Starting at the line below holding "impl Embedder for" and stopping at the line holding "let vector = Arc::new(InMemoryVectorMemory::default());", print every line exactly, both ends included, and leave the rest out.

==== INPUT

// ---------------------------------------------------------------------------
// Tests
// ---------------------------------------------------------------------------

#[cfg(test)]
mod tests {
    use super::*;
    use crate::embedding::HashEmbedder;
    use crate::store::MemoryProfileStore;
    use crate::vector::InMemoryVectorMemory;
    use async_trait::async_trait;
    use parking_lot::Mutex;
    use std::collections::VecDeque;

    /// Replies from a script; errors once the script runs out.
    #[derive(Default)]
    struct ScriptedGenerator {
        replies: Mutex<VecDeque<String>>,
        calls: Mutex<Vec<String>>,
    }

    impl ScriptedGenerator {
        fn with(replies: &[&str]) -> Self {
            Self {
                replies: Mutex::new(replies.iter().map(ToString::to_string).collect()),
                calls: Mutex::new(Vec::new()),
            }
        }
    }

    #[async_trait]
    impl Generator for ScriptedGenerator {
        async fn generate(&self, _system: &str, messages: &[ChatMessage]) -> Result<String> {
            self.calls
                .lock()
                .push(messages.last().map(|m| m.content.clone()).unwrap_or_default());
            self.replies
                .lock()
                .pop_front()
                .ok_or_else(|| AffinityError::Generation("script exhausted".into()))
        }
    }

    struct FailingEmbedder;

    #[async_trait]
    impl Embedder for FailingEmbedder {
        async fn embed(&self, _text: &str) -> Result<Vec<f32>> {
            Err(AffinityError::Embedding("offline".into()))
        }
    }

    struct Harness {
        store: Arc<MemoryProfileStore>,
        vector: Arc<InMemoryVectorMemory>,
        generator: Arc<ScriptedGenerator>,
        manager: FactLifecycleManager,
    }

    fn harness(replies: &[&str], embedder: Arc<dyn Embedder>) -> Harness {
        let store = Arc::new(MemoryProfileStore::new());
        let vector = Arc::new(InMemoryVectorMemory::default());
        let generator = Arc::new(ScriptedGenerator::with(replies));
        let manager = FactLifecycleManager::new(
            store.clone(),
            vector.clone(),
            embedder,
            generator.clone(),
            Arc::new(PromptEngine::builtin()),
            &AffinityConfig::default(),
        );
        Harness {
            store,
            vector,
            generator,
            manager,
        }
    }

    fn hashing() -> Arc<dyn Embedder> {
        Arc::new(HashEmbedder::new(64))
    }

    fn strings(items: &[&str]) -> Vec<String> {
        items.iter().map(ToString::to_string).collect()
    }

    fn seed_facts(store: &MemoryProfileStore, user: &UserId, facts: &[(&str, DateTime<Utc>)], updated: DateTime<Utc>) {
        let mut profile = UserProfile::new(user.clone(), updated);
        profile.facts = facts.iter().map(|(t, at)| Fact::new(*t, *at)).collect();
        store.insert_profile(profile);
    }

    #[tokio::test]
    async fn add_then_remove_leaves_empty() {
        let h = harness(&[], hashing());
        let user = UserId::from("u1");
        let now = Utc::now();
        let added = h.manager.apply_delta(&user, &strings(&["A"]), &[], now).await.expect("add");
        assert_eq!(added, DeltaOutcome { added: 1, removed: 0 });
        let removed = h.manager.apply_delta(&user, &[], &strings(&["A"]), now).await.expect("remove");
        assert_eq!(removed, DeltaOutcome { added: 0, removed: 1 });
        let p = h.store.get_profile(&user).await.expect("get").expect("exists");
        assert!(p.facts.is_empty());
    }

    #[tokio::test]
    async fn removal_for_unknown_user_creates_nothing() {
        let h = harness(&[], hashing());
        let user = UserId::from("ghost");
        let out = h
            .manager
            .apply_delta(&user, &[], &strings(&["Has a cat"]), Utc::now())
            .await
            .expect("remove");
        assert!(!out.changed());
        assert!(h.store.get_profile(&user).await.expect("get").is_none());
        assert!(h.store.list_users().await.expect("list").is_empty());
    }

    #[tokio::test]
    async fn reapplying_delta_is_idempotent() {
        let h = harness(&[], hashing());
        let user = UserId::from("u1");
        let t0 = Utc::now();
        let adds = strings(&["Has a dog", "Lives in Lyon"]);
        h.manager.apply_delta(&user, &adds, &strings(&["Lives in Paris"]), t0).await.expect("first");
        let second = h
            .manager
            .apply_delta(&user, &adds, &strings(&["Lives in Paris"]), t0 + Duration::hours(1))
            .await
            .expect("second");
        assert!(!second.changed());
        let p = h.store.get_profile(&user).await.expect("get").expect("exists");
        assert_eq!(p.fact_texts(), adds);
        assert_eq!(p.last_updated, t0);
    }

    #[tokio::test]
    async fn noop_delta_keeps_last_updated() {
        let h = harness(&[], hashing());
        let user = UserId::from("u1");
        let t0 = Utc::now() - Duration::days(2);
        seed_facts(&h.store, &user, &[("Likes tea", t0)], t0);
        h.manager.apply_delta(&user, &[], &[], Utc::now()).await.expect("empty");
        h.manager
            .apply_delta(&user, &[], &strings(&["not a fact"]), Utc::now())
            .await
            .expect("absent remove");
        let p = h.store.get_profile(&user).await.expect("get").expect("exists");
        assert_eq!(p.last_updated, t0);
    }

    #[tokio::test]
    async fn aged_facts_move_to_vector_memory() {
        let h = harness(&[], hashing());
        let user = UserId::from("u1");
        let now = Utc::now();
        let old = now - Duration::days(10);
        seed_facts(
            &h.store,
            &user,
            &[("Studies marine biology", old), ("Owns a red bicycle", now)],
            old,
        );
        let report = h.manager.maintain_profile(&user, 7, 20, now).await.expect("maintain");
        assert_eq!(report.archived, 1);
        assert!(!report.consolidated);
        assert_eq!(report.facts_after, 1);
        assert_eq!(h.vector.count(&user).await.expect("count"), 1);

        let p = h.store.get_profile(&user).await.expect("get").expect("exists");
        assert_eq!(p.fact_texts(), vec!["Owns a red bicycle"]);

        let hits = h
            .manager
            .recall_memories(&user, "studies marine biology", 3)
            .await
            .expect("recall");
        assert_eq!(hits[0].text, "Studies marine biology");
    }

    #[tokio::test]
    async fn embedding_failure_keeps_facts() {
        let h = harness(&[], Arc::new(FailingEmbedder));
        let user = UserId::from("u1");
        let now = Utc::now();
        let old = now - Duration::days(30);
        seed_facts(&h.store, &user, &[("Plays chess", old)], old);
        let report = h.manager.maintain_profile(&user, 7, 20, now).await.expect("maintain");
        assert_eq!(report.archived, 0);
        assert_eq!(report.archive_failures, 1);
        let p = h.store.get_profile(&user).await.expect("get").expect("exists");
        assert_eq!(p.fact_texts(), vec!["Plays chess"]);
        assert_eq!(p.last_updated, old);
    }

    #[tokio::test]
    async fn consolidation_replaces_list() {
        let h = harness(&["```json\n[\"Has two cats\", \"Works as a nurse\"]\n```"], hashing());
        let user = UserId::from("u1");
        let now = Utc::now();
        let facts: Vec<(&str, DateTime<Utc>)> = vec![
            ("Has a cat named Miso", now),
            ("Has a cat named Tofu", now),
            ("Works as a nurse", now),
            ("Works night shifts", now),
        ];
        seed_facts(&h.store, &user, &facts, now);

        let report = h.manager.maintain_profile(&user, 7, 3, now).await.expect("maintain");
        assert!(report.consolidated);
        assert_eq!(report.facts_before, 4);
        assert_eq!(report.facts_after, 2);

        let prompt = h.generator.calls.lock()[0].clone();
        assert!(prompt.contains("approximately 2 facts"));
        assert!(prompt.contains("- Works night shifts"));
    }

    #[tokio::test]
    async fn failed_consolidation_leaves_facts_identical() {
        let user = UserId::from("u1");
        let now = Utc::now();
        let facts: Vec<(&str, DateTime<Utc>)> = vec![("A", now), ("B", now), ("C", now)];

        for script in [&["definitely not json"][..], &[][..], &["[]"][..]] {
            let h = harness(script, hashing());
            seed_facts(&h.store, &user, &facts, now);
            let before = h.store.get_profile(&user).await.expect("get").expect("exists");
            let report = h.manager.maintain_profile(&user, 7, 2, now).await.expect("maintain");
            assert!(!report.consolidated);
            let after = h.store.get_profile(&user).await.expect("get").expect("exists");
            assert_eq!(before, after);
        }
    }

    #[tokio::test]
    async fn maintenance_of_unknown_user_is_empty() {
        let h = harness(&[], hashing());
        let report = h
            .manager
            .maintain_profile(&UserId::from("ghost"), 7, 20, Utc::now())
            .await
            .expect("maintain");
        assert_eq!(report, MaintenanceReport::default());
        assert!(h.store.get_profile(&"ghost".into()).await.expect("get").is_none());
    }

    #[tokio::test]
    async fn extraction_applies_delta_and_queues_reminders() {
        let reply = r#"{"add": ["Lives in Osaka"], "remove": ["Lives in Tokyo"], "reminders": [{"text": "job interview", "delay_seconds": 3600}, {"text": "bogus", "delay_seconds": 0}]}"#;
        let h = harness(&[reply], hashing());
        let user = UserId::from("u1");
        let now = Utc::now();
        seed_facts(&h.store, &user, &[("Lives in Tokyo", now)], now);

        let outcome = h
            .manager
            .extract_facts(&user, "Kai", "i just moved to osaka, interview in an hour!", "good luck!!", now)
            .await
            .expect("extract");
        assert_eq!(outcome.delta, DeltaOutcome { added: 1, removed: 1 });
        assert_eq!(outcome.reminders, 1);

        let p = h.store.get_profile(&user).await.expect("get").expect("exists");
        assert_eq!(p.fact_texts(), vec!["Lives in Osaka"]);
        let due = h.store.due_reminders(now + Duration::hours(1)).await.expect("due");
        assert_eq!(due.len(), 1);
        assert_eq!(due[0].text, "job interview");

        let prompt = h.generator.calls.lock()[0].clone();
        assert!(prompt.contains("- Lives in Tokyo"));
        assert!(prompt.contains("Kai: \"i just moved"));
    }

    #[tokio::test]
    async fn short_or_garbled_extraction_is_noop() {
        let h = harness(&["I could not find anything"], hashing());
        let user = UserId::from("u1");
        let short = h
            .manager
            .extract_facts(&user, "Kai", "lol ok", "haha", Utc::now())
            .await
            .expect("short");
        assert_eq!(short, ExtractionOutcome::default());
        assert!(h.generator.calls.lock().is_empty());

        let garbled = h
            .manager
            .extract_facts(&user, "Kai", "my sister is visiting next week", "fun!", Utc::now())
            .await
            .expect("garbled");
        assert_eq!(garbled, ExtractionOutcome::default());
        assert!(h.store.get_profile(&user).await.expect("get").is_none());
    }

    #[tokio::test]
    async fn concurrent_deltas_do_not_lose_facts() {
        let h = Arc::new(harness(&[], hashing()));
        let user = UserId::from("u1");
        let now = Utc::now();
        let mut handles = Vec::new();
        for i in 0..20 {
            let h = Arc::clone(&h);
            let user = user.clone();
            handles.push(tokio::spawn(async move {
                h.manager
                    .apply_delta(&user, &[format!("fact {i}")], &[], now)
                    .await
                    .expect("apply");
            }));
        }
        for handle in handles {
            handle.await.expect("join");
        }
        let p = h.store.get_profile(&user).await.expect("get").expect("exists");
        assert_eq!(p.facts.len(), 20);
    }

    #[test]
    fn fact_list_formatting() {
        assert_eq!(format_fact_list(&[]), "(nothing yet)");
        assert_eq!(format_fact_list(&strings(&["a", "b"])), "- a\n- b");
    }
}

========

* SOLUTION TO THIS PROBLEM:
    impl Embedder for FailingEmbedder {
        async fn embed(&self, _text: &str) -> Result<Vec<f32>> {
            Err(AffinityError::Embedding("offline".into()))
        }
    }

    struct Harness {
        store: Arc<MemoryProfileStore>,
        vector: Arc<InMemoryVectorMemory>,
        generator: Arc<ScriptedGenerator>,
        manager: FactLifecycleManager,
    }

    fn harness(replies: &[&str], embedder: Arc<dyn Embedder>) -> Harness {
        let store = Arc::new(MemoryProfileStore::new());
        let vector = Arc::new(InMemoryVectorMemory::default());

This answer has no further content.